____ SUPPLIED DATA

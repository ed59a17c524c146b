use std::collections::HashMap;

/// Converts a `(bytes_sent, bytes_total)` pair into a whole percentage.
///
/// An empty transfer counts as complete.
pub fn part_percentage(bytes_sent: u64, bytes_total: u64) -> u8 {
    if bytes_total == 0 {
        return 100;
    }
    let pct = (u128::from(bytes_sent) * 100 / u128::from(bytes_total)).min(100);
    pct as u8
}

/// Folds per-part percentages into one overall percentage.
///
/// The overall value is `floor(sum / total_parts)`. [`update`](Self::update)
/// only reports a value when it is strictly greater than the last reported
/// one, so the reported sequence never decreases and never repeats.
#[derive(Debug, Clone)]
pub struct ProgressAggregator {
    total_parts: u32,
    parts: HashMap<u32, u8>,
    last_reported: u8,
    hundred_reported: bool,
}

impl ProgressAggregator {
    /// Creates an aggregator for `total_parts` parts.
    pub fn new(total_parts: u32) -> Self {
        Self {
            total_parts: total_parts.max(1),
            parts: HashMap::new(),
            last_reported: 0,
            hundred_reported: false,
        }
    }

    /// Marks already finished parts as 100% without reporting.
    ///
    /// Returns the resulting overall percentage, which becomes the floor for
    /// later reports.
    pub fn seed_finished(&mut self, part_numbers: impl IntoIterator<Item = u32>) -> u8 {
        for n in part_numbers {
            self.parts.insert(n, 100);
        }
        self.last_reported = self.last_reported.max(self.overall());
        self.last_reported
    }

    /// Records the percentage of one part.
    ///
    /// Returns the new overall percentage if it advanced.
    pub fn update(&mut self, part_number: u32, percent: u8) -> Option<u8> {
        self.parts.insert(part_number, percent.min(100));
        let overall = self.overall();
        if overall > self.last_reported {
            self.last_reported = overall;
            self.hundred_reported = overall == 100;
            Some(overall)
        } else {
            None
        }
    }

    /// Reports 100 unless [`update`](Self::update) already did.
    ///
    /// Called once every part is finished, so a resumed upload that had
    /// nothing left to transfer still ends its sequence at 100. A seed of
    /// 100 sets the floor without reporting, so it does not count.
    pub fn finish(&mut self) -> Option<u8> {
        if self.hundred_reported {
            return None;
        }
        self.hundred_reported = true;
        self.last_reported = 100;
        Some(100)
    }

    /// Current overall percentage (may be below the last reported value).
    pub fn overall(&self) -> u8 {
        let sum: u64 = self.parts.values().map(|&p| u64::from(p)).sum();
        (sum / u64::from(self.total_parts)).min(100) as u8
    }

    /// Last value returned by [`update`](Self::update) or the seed.
    pub fn last_reported(&self) -> u8 {
        self.last_reported
    }
}

#[cfg(test)]
mod tests {
    use super::*;

    #[test]
    fn percentage_of_bytes() {
        assert_eq!(part_percentage(0, 200), 0);
        assert_eq!(part_percentage(199, 200), 99);
        assert_eq!(part_percentage(200, 200), 100);
        assert_eq!(part_percentage(300, 200), 100);
        assert_eq!(part_percentage(0, 0), 100);
    }

    #[test]
    fn overall_is_floor_of_average() {
        let mut agg = ProgressAggregator::new(3);
        assert_eq!(agg.update(1, 50), Some(16));
        assert_eq!(agg.update(2, 50), Some(33));
        assert_eq!(agg.update(3, 50), Some(50));
    }

    #[test]
    fn reports_are_strictly_increasing() {
        let mut agg = ProgressAggregator::new(4);
        let updates = [(1, 10), (1, 11), (2, 40), (1, 5), (3, 100), (4, 100), (1, 100), (2, 100)];
        let mut reported = Vec::new();
        for (part, pct) in updates {
            if let Some(p) = agg.update(part, pct) {
                reported.push(p);
            }
        }
        assert!(reported.windows(2).all(|w| w[0] < w[1]), "{reported:?}");
        assert_eq!(reported.last(), Some(&100));
    }

    #[test]
    fn regression_is_not_reported() {
        let mut agg = ProgressAggregator::new(2);
        assert_eq!(agg.update(1, 80), Some(40));
        assert_eq!(agg.update(1, 20), None);
        assert_eq!(agg.overall(), 10);
        assert_eq!(agg.last_reported(), 40);
        // Catching up to the previous value is still not new progress.
        assert_eq!(agg.update(1, 80), None);
        assert_eq!(agg.update(2, 2), Some(41));
    }

    #[test]
    fn seeded_parts_set_the_floor() {
        let mut agg = ProgressAggregator::new(3);
        assert_eq!(agg.seed_finished([1]), 33);
        assert_eq!(agg.update(2, 1), None);
        assert_eq!(agg.update(2, 3), Some(34));
        agg.update(2, 100);
        assert_eq!(agg.update(3, 100), Some(100));
    }

    #[test]
    fn single_part_reaches_hundred() {
        let mut agg = ProgressAggregator::new(1);
        assert_eq!(agg.update(1, 100), Some(100));
        assert_eq!(agg.update(1, 100), None);
    }

    #[test]
    fn finish_reports_hundred_once() {
        let mut agg = ProgressAggregator::new(3);
        assert_eq!(agg.seed_finished([1, 2, 3]), 100);
        assert_eq!(agg.finish(), Some(100));
        assert_eq!(agg.finish(), None);

        let mut agg = ProgressAggregator::new(2);
        agg.update(1, 100);
        assert_eq!(agg.finish(), Some(100));
        assert_eq!(agg.finish(), None);
        assert_eq!(agg.update(2, 100), None);
    }
}
use crate::{DEFAULT_MAX_PARTS, DEFAULT_MIN_PART_SIZE, DEFAULT_SINGLE_PART_THRESHOLD};

/// How a payload is split into parts.
#[derive(Debug, Clone, Copy, PartialEq, Eq)]
pub struct PartPlan {
    /// Size of every part except possibly the last.
    pub part_size: u64,
    /// Number of parts (always at least 1).
    pub total_parts: u32,
    /// Size of the whole payload.
    pub total_size: u64,
}

impl PartPlan {
    /// Returns `(offset, len)` of a 1-based part, or `None` if out of range.
    pub fn range(&self, part_number: u32) -> Option<(u64, u64)> {
        if part_number == 0 || part_number > self.total_parts {
            return None;
        }
        let offset = u64::from(part_number - 1) * self.part_size;
        let len = self.part_size.min(self.total_size.saturating_sub(offset));
        Some((offset, len))
    }

    /// Part numbers in launch order.
    pub fn part_numbers(&self) -> std::ops::RangeInclusive<u32> {
        1..=self.total_parts
    }
}

/// Computes part size and count from the payload size and configured bounds.
///
/// `part_size = min_part_size + total_size / max_parts`, which keeps the part
/// count at or below `max_parts` for any payload without searching. An empty
/// payload still yields one (empty) part.
pub fn plan_parts(total_size: u64, min_part_size: u64, max_parts: u32) -> PartPlan {
    let min_part_size = min_part_size.max(1);
    let max_parts = u64::from(max_parts.max(1));

    let part_size = min_part_size + total_size / max_parts;
    let total_parts = total_size.div_ceil(part_size).max(1);

    PartPlan {
        part_size,
        // Bounded by max_parts, see above.
        total_parts: total_parts as u32,
        total_size,
    }
}

/// Part sizing limits applied to every upload.
#[derive(Debug, Clone, Copy, PartialEq, Eq)]
pub struct PartLimits {
    pub min_part_size: u64,
    pub max_parts: u32,
    /// Payloads at or below this size go out as one part.
    pub single_part_threshold: u64,
}

impl Default for PartLimits {
    fn default() -> Self {
        Self {
            min_part_size: DEFAULT_MIN_PART_SIZE,
            max_parts: DEFAULT_MAX_PARTS,
            single_part_threshold: DEFAULT_SINGLE_PART_THRESHOLD,
        }
    }
}

impl PartLimits {
    /// Plans a payload, sending small payloads whole.
    pub fn plan(&self, total_size: u64) -> PartPlan {
        if total_size <= self.single_part_threshold {
            return PartPlan {
                part_size: total_size.max(1),
                total_parts: 1,
                total_size,
            };
        }
        plan_parts(total_size, self.min_part_size, self.max_parts)
    }
}

#[cfg(test)]
mod tests {
    use super::*;

    const MIB: u64 = 1024 * 1024;

    #[test]
    fn hundred_mib_plan() {
        let plan = plan_parts(100 * MIB, 10 * MIB, 96);
        let expected_size = 10 * MIB + 100 * MIB / 96;
        assert_eq!(plan.part_size, expected_size);
        assert_eq!(plan.total_parts as u64, (100 * MIB).div_ceil(expected_size));
        assert_eq!(plan.total_parts, 10);
    }

    #[test]
    fn part_count_never_exceeds_max() {
        let sizes = [
            0,
            1,
            10 * MIB - 1,
            10 * MIB,
            10 * MIB + 1,
            960 * MIB,
            961 * MIB + 7,
            50 * 1024 * MIB,
            5 * 1024 * 1024 * MIB,
        ];
        for size in sizes {
            let plan = plan_parts(size, 10 * MIB, 96);
            assert!(plan.total_parts >= 1, "size {size}");
            assert!(plan.total_parts <= 96, "size {size}: {}", plan.total_parts);
        }
    }

    #[test]
    fn plan_covers_payload_exactly() {
        for size in [1, 999, 10 * MIB + 3, 700 * MIB] {
            let plan = plan_parts(size, 10 * MIB, 96);
            let parts = u64::from(plan.total_parts);
            assert!(plan.part_size * (parts - 1) < size);
            assert!(size <= plan.part_size * parts);
        }
    }

    #[test]
    fn empty_payload_has_one_part() {
        let plan = plan_parts(0, 10 * MIB, 96);
        assert_eq!(plan.total_parts, 1);
        assert_eq!(plan.range(1), Some((0, 0)));
    }

    #[test]
    fn ranges_are_contiguous() {
        let plan = plan_parts(25, 10, 96);
        assert_eq!(plan.total_parts, 3);
        assert_eq!(plan.range(1), Some((0, 10)));
        assert_eq!(plan.range(2), Some((10, 10)));
        assert_eq!(plan.range(3), Some((20, 5)));
        assert_eq!(plan.range(0), None);
        assert_eq!(plan.range(4), None);
    }

    #[test]
    fn part_numbers_ascending() {
        let plan = plan_parts(25, 10, 96);
        assert_eq!(plan.part_numbers().collect::<Vec<_>>(), vec![1, 2, 3]);
    }

    #[test]
    fn small_payload_goes_whole() {
        let limits = PartLimits::default();
        let plan = limits.plan(25 * 1000 * 1000);
        assert_eq!(plan.total_parts, 1);
        assert_eq!(plan.part_size, 25 * 1000 * 1000);
        assert_eq!(plan.range(1), Some((0, 25 * 1000 * 1000)));
    }

    #[test]
    fn large_payload_uses_formula() {
        let limits = PartLimits::default();
        assert_eq!(limits.plan(100 * MIB), plan_parts(100 * MIB, 10 * MIB, 96));
    }

    #[test]
    fn zero_threshold_always_splits() {
        let limits = PartLimits {
            single_part_threshold: 0,
            ..PartLimits::default()
        };
        assert_eq!(limits.plan(25 * MIB).total_parts, 3);
        assert_eq!(limits.plan(0).total_parts, 1);
    }
}
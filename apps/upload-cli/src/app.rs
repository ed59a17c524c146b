//! Wires the uploader to HTTP collaborators and a file-backed resume store.

use std::path::PathBuf;
use std::sync::Arc;

use anyhow::Context;
use capyupload_http::{HttpControlPlane, HttpPartTransport};
use capyupload_transfer::FilePayload;
use capyupload_uploader::{EventBus, FileStore, Uploader};
use tokio::sync::broadcast::{self, error::RecvError};
use tokio::task::JoinHandle;
use tracing::{debug, error, info, warn};

use crate::config::Config;

/// Uploads `file` and waits for every part task to settle.
pub async fn run(config: Config, file: PathBuf, identity: Option<String>) -> anyhow::Result<()> {
    let control_plane = HttpControlPlane::new(&config.endpoint, &config.bucket)?;
    let transport = HttpPartTransport::new()?;
    let resume_dir = config.resume_dir()?;
    let backend = FileStore::new(&resume_dir);
    debug!(dir = %resume_dir.display(), "resume store");

    let mut payload = FilePayload::open(&file)
        .with_context(|| format!("cannot open {}", file.display()))?;
    if let Some(identity) = identity {
        payload = payload.with_identity(identity);
    }

    let events = EventBus::new();
    let watchers = watch_events(&events);

    let uploader = Uploader::new(
        Arc::new(control_plane),
        Arc::new(transport),
        Arc::new(backend),
        config.upload_options(),
        events,
    )?;

    let result = uploader.upload(Arc::new(payload)).await;
    drop(uploader);

    // Watchers end once every sender is gone, including part tasks still
    // running after a failure, so their progress is persisted before exit.
    for watcher in watchers {
        let _ = watcher.await;
    }

    match result {
        Ok(outcome) => {
            println!("{}", outcome.key);
            Ok(())
        }
        Err(e) => {
            warn!("finished parts were kept; rerun the same command to resume");
            Err(e.into())
        }
    }
}

fn watch_events(events: &EventBus) -> Vec<JoinHandle<()>> {
    vec![
        watch(events.upload_resumed.subscribe(), |e| {
            info!(
                upload_id = %e.record.upload_id,
                percent = e.starting_percentage,
                "resuming previous upload"
            );
        }),
        watch(events.upload_created.subscribe(), |e| {
            debug!(upload_id = %e.upload_id, key = %e.key, "upload created");
        }),
        watch(events.total_progress.subscribe(), |e| {
            info!(percent = e.percentage, "progress");
        }),
        watch(events.upload_completed.subscribe(), |e| {
            info!(key = %e.key, "upload completed");
        }),
        watch(events.upload_failed.subscribe(), |e| {
            let finished = e.record.map(|r| r.finished_parts.len()).unwrap_or(0);
            error!(error = %e.error, finished, "upload failed");
        }),
        watch(events.error.subscribe(), |e| {
            warn!(error = %e.error, "upload warning");
        }),
    ]
}

fn watch<T, F>(mut rx: broadcast::Receiver<T>, on_event: F) -> JoinHandle<()>
where
    T: Clone + Send + 'static,
    F: Fn(T) + Send + 'static,
{
    tokio::spawn(async move {
        loop {
            match rx.recv().await {
                Ok(event) => on_event(event),
                Err(RecvError::Lagged(skipped)) => debug!(skipped, "event watcher lagged"),
                Err(RecvError::Closed) => break,
            }
        }
    })
}
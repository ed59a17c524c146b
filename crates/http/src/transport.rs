//! Part uploads to pre-signed URLs.

use std::sync::Arc;

use capyupload_uploader::{
    BytesProgress, PartPut, PartReceipt, PartTransport, TransportFuture, UploadError,
};
use futures_util::stream;
use reqwest::header::{CONTENT_LENGTH, ETAG};
use tokio::sync::mpsc;
use tracing::{debug, trace};

use crate::{HttpError, success_body};

/// Bytes handed to the connection between two progress reports.
pub const UPLOAD_SLICE_SIZE: usize = 64 * 1024;

/// Sends each part as one `PUT` of its exact bytes.
///
/// The storage service answers with an `ETag` header, which becomes the
/// part's tag.
#[derive(Clone)]
pub struct HttpPartTransport {
    http: reqwest::Client,
}

impl HttpPartTransport {
    pub fn new() -> Result<Self, UploadError> {
        let http = reqwest::Client::builder()
            .build()
            .map_err(|e| UploadError::Configuration(e.to_string()))?;
        Ok(Self { http })
    }

    /// Uses an existing client, sharing its connection pool.
    pub fn with_client(http: reqwest::Client) -> Self {
        Self { http }
    }

    async fn put_part(
        &self,
        part: PartPut,
        progress: mpsc::Sender<BytesProgress>,
    ) -> Result<String, HttpError> {
        let total = part.body.len() as u64;
        let body = reqwest::Body::wrap_stream(progress_stream(part.body, progress));

        let resp = self
            .http
            .put(&part.signed_url)
            .header(CONTENT_LENGTH, total)
            .body(body)
            .send()
            .await?;

        let tag = resp
            .headers()
            .get(ETAG)
            .and_then(|v| v.to_str().ok())
            .map(str::to_string);
        success_body(resp).await?;
        tag.ok_or(HttpError::MissingTag)
    }
}

/// Yields `body` in [`UPLOAD_SLICE_SIZE`] slices, reporting the running
/// byte count as each slice is handed over.
///
/// `progress` is dropped with the stream, once the body is fully sent or
/// the request is abandoned.
fn progress_stream(
    body: Vec<u8>,
    progress: mpsc::Sender<BytesProgress>,
) -> impl futures_util::Stream<Item = Result<Vec<u8>, std::io::Error>> + Send + 'static {
    let body: Arc<[u8]> = body.into();
    stream::unfold(
        (body, 0usize, progress),
        |(body, offset, progress)| async move {
            if offset >= body.len() {
                return None;
            }
            let end = (offset + UPLOAD_SLICE_SIZE).min(body.len());
            let slice = body[offset..end].to_vec();
            // A closed receiver only means nobody is watching.
            let _ = progress
                .send(BytesProgress {
                    bytes_sent: end as u64,
                    bytes_total: body.len() as u64,
                })
                .await;
            trace!(sent = end, total = body.len(), "part slice");
            Some((Ok(slice), (body, end, progress)))
        },
    )
}

impl PartTransport for HttpPartTransport {
    fn put(&self, part: PartPut, progress: mpsc::Sender<BytesProgress>) -> TransportFuture<'_> {
        Box::pin(async move {
            let part_number = part.part_number;
            let len = part.body.len();
            let tag = self
                .put_part(part, progress)
                .await
                .map_err(|e| UploadError::Transport {
                    part_number,
                    message: e.to_string(),
                })?;
            debug!(part_number, len, "part uploaded");
            Ok(PartReceipt {
                part_number,
                tag: Some(tag),
            })
        })
    }
}
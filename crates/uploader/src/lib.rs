//! Resumable multipart uploads against an object-storage control plane.
//!
//! This crate implements the **client-side orchestration** of a multipart
//! upload. It has no network dependencies: the caller provides a
//! [`ControlPlaneClient`] and a [`PartTransport`] (see `capyupload-http` for
//! HTTP implementations) plus a [`KeyValueStore`] for resume records.
//!
//! # Pipeline
//!
//! 1. **Resume check** — look up a persisted [`UploadRecord`] for the payload identity
//! 2. **Create** — when nothing resumable exists, allocate an upload and plan its parts
//! 3. **Transfer** — sign and PUT every pending part, a bounded number at a time
//! 4. **Complete** — finalize with all tagged parts in ascending order
//!
//! Progress is persisted after every finished part, so a failed upload can be
//! retried by calling [`Uploader::upload`] again with the same identity.
//!
//! [`UploadRecord`]: capyupload_protocol::UploadRecord

pub mod config;
pub mod control_plane;
pub mod error;
pub mod events;
pub mod orchestrator;
pub mod store;
pub mod transport;
pub mod types;

// Re-export primary types for convenience.
pub use config::{UploadOptions, UploadOptionsOverrides};
pub use control_plane::{ControlPlaneClient, ControlPlaneFuture};
pub use error::UploadError;
pub use events::{
    Channel, ErrorEvent, EventBus, Initialized, PartSigned, PartStarted, PartSucceeded,
    TotalProgress, UploadCompleted, UploadCreated, UploadFailed, UploadResumed, UploadStarted,
};
pub use orchestrator::Uploader;
pub use store::{FileStore, KeyValueStore, MemoryStore, ResumeStore, StoreError};
pub use transport::{PartTransport, TransportFuture};
pub use types::{BytesProgress, PartPut, PartReceipt, UploadOutcome};
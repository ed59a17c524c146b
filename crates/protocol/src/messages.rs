use std::collections::HashMap;

use serde::{Deserialize, Serialize};

use crate::types::PartResult;

// ---------------------------------------------------------------------------
// Requests
// ---------------------------------------------------------------------------

/// Allocates a new multipart upload.
#[derive(Debug, Clone, Default, PartialEq, Serialize, Deserialize)]
#[serde(rename_all = "camelCase")]
pub struct CreateUploadRequest {
    pub filename: String,
    #[serde(rename = "type", default, skip_serializing_if = "Option::is_none")]
    pub content_type: Option<String>,
    #[serde(default, skip_serializing_if = "HashMap::is_empty")]
    pub metadata: HashMap<String, String>,
}

/// Asks for a pre-signed URL for one part.
#[derive(Debug, Clone, PartialEq, Serialize, Deserialize)]
#[serde(rename_all = "camelCase")]
pub struct SignPartRequest {
    pub upload_id: String,
    pub key: String,
    pub part_number: u32,
}

/// Finalizes an upload from its finished parts.
///
/// `parts` must be sorted by ascending part number.
#[derive(Debug, Clone, PartialEq, Serialize, Deserialize)]
#[serde(rename_all = "camelCase")]
pub struct CompleteUploadRequest {
    pub upload_id: String,
    pub key: String,
    pub parts: Vec<PartResult>,
}

// ---------------------------------------------------------------------------
// Responses
// ---------------------------------------------------------------------------

/// Identifiers assigned by the control plane on create.
#[derive(Debug, Clone, PartialEq, Serialize, Deserialize)]
#[serde(rename_all = "camelCase")]
pub struct CreateUploadResponse {
    pub upload_id: String,
    pub key: String,
}

/// Pre-signed URL for a single part transfer.
#[derive(Debug, Clone, PartialEq, Serialize, Deserialize)]
pub struct SignPartResponse {
    pub url: String,
}

/// Result of a successful finalize call.
#[derive(Debug, Clone, PartialEq, Serialize, Deserialize)]
pub struct CompleteUploadResponse {
    /// Final object identifier.
    pub key: String,
    #[serde(default, skip_serializing_if = "String::is_empty")]
    pub location: String,
}
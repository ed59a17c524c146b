//! Control-plane seam.

use std::future::Future;
use std::pin::Pin;

use capyupload_protocol::{
    CompleteUploadRequest, CompleteUploadResponse, CreateUploadRequest, CreateUploadResponse,
    SignPartRequest, SignPartResponse,
};

use crate::error::UploadError;

/// Boxed future returned by [`ControlPlaneClient`] methods.
pub type ControlPlaneFuture<'a, T> =
    Pin<Box<dyn Future<Output = Result<T, UploadError>> + Send + 'a>>;

/// Remote service that allocates, signs and finalizes multipart uploads.
///
/// Implementations report failures as [`UploadError::ControlPlane`]. The
/// returned futures borrow only `self`, so requests may be dropped as soon as
/// the call returns.
pub trait ControlPlaneClient: Send + Sync {
    /// Allocates a new upload and returns its identifiers.
    fn create(&self, request: &CreateUploadRequest)
    -> ControlPlaneFuture<'_, CreateUploadResponse>;

    /// Returns a pre-signed URL for one part.
    fn sign_part(&self, request: &SignPartRequest) -> ControlPlaneFuture<'_, SignPartResponse>;

    /// Finalizes the upload. `request.parts` is sorted ascending.
    fn complete(
        &self,
        request: &CompleteUploadRequest,
    ) -> ControlPlaneFuture<'_, CompleteUploadResponse>;
}
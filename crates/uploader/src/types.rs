//! Values exchanged between the orchestrator and its transport.

/// Byte-level progress of one part transfer.
#[derive(Debug, Clone, Copy, PartialEq, Eq)]
pub struct BytesProgress {
    pub bytes_sent: u64,
    pub bytes_total: u64,
}

/// One part ready to be sent to its pre-signed URL.
#[derive(Debug, Clone)]
pub struct PartPut {
    pub part_number: u32,
    pub signed_url: String,
    pub body: Vec<u8>,
}

/// What the storage service returned for a finished part.
///
/// `tag` is the raw entity tag, possibly still wrapped in quotes. `None`
/// means the response carried no tag.
#[derive(Debug, Clone, PartialEq, Eq)]
pub struct PartReceipt {
    pub part_number: u32,
    pub tag: Option<String>,
}

/// Summary of a completed upload.
#[derive(Debug, Clone, PartialEq, Eq)]
pub struct UploadOutcome {
    /// Final object identifier.
    pub key: String,
    pub upload_id: String,
    /// Number of parts sent to complete.
    pub parts: usize,
    /// Whether the upload continued a persisted record.
    pub resumed: bool,
}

________

WORK TO BE COMPLETED: The output should be exactly the lines above from the line containing "assert_eq!(plan.range(1), Some((0, 0)));" to the line containing "use crate::config::Config;", inclusive, with no other lines.

RESPONSE TO THIS EXERCISE:
        assert_eq!(plan.range(1), Some((0, 0)));
    }

    #[test]
    fn ranges_are_contiguous() {
        let plan = plan_parts(25, 10, 96);
        assert_eq!(plan.total_parts, 3);
        assert_eq!(plan.range(1), Some((0, 10)));
        assert_eq!(plan.range(2), Some((10, 10)));
        assert_eq!(plan.range(3), Some((20, 5)));
        assert_eq!(plan.range(0), None);
        assert_eq!(plan.range(4), None);
    }

    #[test]
    fn part_numbers_ascending() {
        let plan = plan_parts(25, 10, 96);
        assert_eq!(plan.part_numbers().collect::<Vec<_>>(), vec![1, 2, 3]);
    }

    #[test]
    fn small_payload_goes_whole() {
        let limits = PartLimits::default();
        let plan = limits.plan(25 * 1000 * 1000);
        assert_eq!(plan.total_parts, 1);
        assert_eq!(plan.part_size, 25 * 1000 * 1000);
        assert_eq!(plan.range(1), Some((0, 25 * 1000 * 1000)));
    }

    #[test]
    fn large_payload_uses_formula() {
        let limits = PartLimits::default();
        assert_eq!(limits.plan(100 * MIB), plan_parts(100 * MIB, 10 * MIB, 96));
    }

    #[test]
    fn zero_threshold_always_splits() {
        let limits = PartLimits {
            single_part_threshold: 0,
            ..PartLimits::default()
        };
        assert_eq!(limits.plan(25 * MIB).total_parts, 3);
        assert_eq!(limits.plan(0).total_parts, 1);
    }
}
filename apps/upload-cli/src/app.rs
repository ed59a17c524c146b
//! Wires the uploader to HTTP collaborators and a file-backed resume store.

use std::path::PathBuf;
use std::sync::Arc;

use anyhow::Context;
use capyupload_http::{HttpControlPlane, HttpPartTransport};
use capyupload_transfer::FilePayload;
use capyupload_uploader::{EventBus, FileStore, Uploader};
use tokio::sync::broadcast::{self, error::RecvError};
use tokio::task::JoinHandle;
use tracing::{debug, error, info, warn};

use crate::config::Config;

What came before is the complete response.